Check every line of the data below for the word "closed" and say how many have it, without further comment.
╭─ Information
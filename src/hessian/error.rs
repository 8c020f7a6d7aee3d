use thiserror::Error;

/// Crate-local result type.
pub type Result<T> = std::result::Result<T, HessianError>;

/// Errors produced while encoding or parsing Hessian 1.0.2 data.
#[derive(Debug, Error)]
pub enum HessianError {
	/// Filesystem or stream IO failure.
	#[error("io: {0}")]
	Io(#[from] std::io::Error),
	/// Not enough bytes remained for a requested read.
	#[error("unexpected end of stream at offset {at}, need {need} bytes, remaining {rem}")]
	UnexpectedEndOfStream {
		/// Byte offset where the read was attempted.
		at: usize,
		/// Requested bytes.
		need: usize,
		/// Bytes still available.
		rem: usize,
	},
	/// Leading byte is neither a call nor a reply marker.
	#[error("message does not begin with a call or reply marker (got {marker:?})")]
	MissingEnvelope {
		/// Offending first byte.
		marker: u8,
	},
	/// Call/reply version bytes are not major 1, minor 0.
	#[error("unrecognized protocol version {major}.{minor} (expected 1.0)")]
	UnrecognizedVersion {
		/// Parsed major version byte.
		major: u8,
		/// Parsed minor version byte.
		minor: u8,
	},
	/// A second call or reply marker after the envelope was established.
	#[error("duplicate envelope marker {marker:?}")]
	DuplicateEnvelopeHeader {
		/// Offending second marker byte.
		marker: u8,
	},
	/// Method name, reply value, or fault set more than once.
	#[error("duplicate {field} in envelope")]
	DuplicateField {
		/// Logical field that was set twice.
		field: &'static str,
	},
	/// Method-name marker inside a reply, or fault marker inside a call.
	#[error("marker {marker:?} is illegal in the current envelope")]
	IllegalContext {
		/// Offending marker byte.
		marker: u8,
	},
	/// A non-final string/binary chunk not closed by the matching final marker.
	#[error("expected terminal chunk marker {expected:?}, got {got:?}")]
	MismatchedChunkTerminator {
		/// Final marker that would have closed the chunk sequence.
		expected: u8,
		/// Actual byte read.
		got: u8,
	},
	/// A byte that is not a recognized type marker where a value is expected.
	#[error("unknown type marker {marker:?} at offset {at}")]
	UnknownMarker {
		/// Offending marker byte.
		marker: u8,
		/// Byte offset of the marker.
		at: usize,
	},
	/// Back-reference index has no corresponding reference-table entry.
	#[error("back-reference index {index} out of range (table has {len} entries)")]
	BackReferenceOutOfRange {
		/// Requested table index.
		index: u32,
		/// Current table length.
		len: usize,
	},
	/// A decoded envelope header key is not a string.
	#[error("header key must be a string, got {got}")]
	InvalidHeaderKey {
		/// Logical kind of the decoded key value.
		got: &'static str,
	},
	/// A typed-map field key is not a string.
	#[error("object field key must be a string, got {got}")]
	InvalidObjectFieldKey {
		/// Logical kind of the decoded key value.
		got: &'static str,
	},
	/// String chunk contains a byte that is not a valid UTF-8 leading byte.
	#[error("invalid utf-8 leading byte 0x{byte:02x} at offset {at}")]
	InvalidUtf8Lead {
		/// Offending byte.
		byte: u8,
		/// Byte offset of the lead byte.
		at: usize,
	},
	/// Accumulated string bytes did not decode as UTF-8.
	#[error("invalid utf-8 sequence in string ending at offset {at}")]
	InvalidUtf8 {
		/// Byte offset just past the offending string.
		at: usize,
	},
	/// Fault map is missing a required field.
	#[error("fault is missing required field {field:?}")]
	FaultMissingField {
		/// Missing field name.
		field: &'static str,
	},
	/// Remote reference was not followed by a string URL.
	#[error("expected string url in remote reference, got marker {marker:?}")]
	RemoteUrlExpected {
		/// Offending marker byte.
		marker: u8,
	},
	/// A name was too long for its 2-byte wire length prefix.
	#[error("{what} length {len} exceeds 65535")]
	NameTooLong {
		/// Which name field overflowed.
		what: &'static str,
		/// Offending byte length.
		len: usize,
	},
	/// Encoder recursion depth exceeded the cycle guard.
	#[error("encode depth exceeded (max={max_depth}); value graph is cyclic or too deep")]
	EncodeDepthExceeded {
		/// Configured depth ceiling.
		max_depth: u32,
	},
}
╰─
Exercise result:
2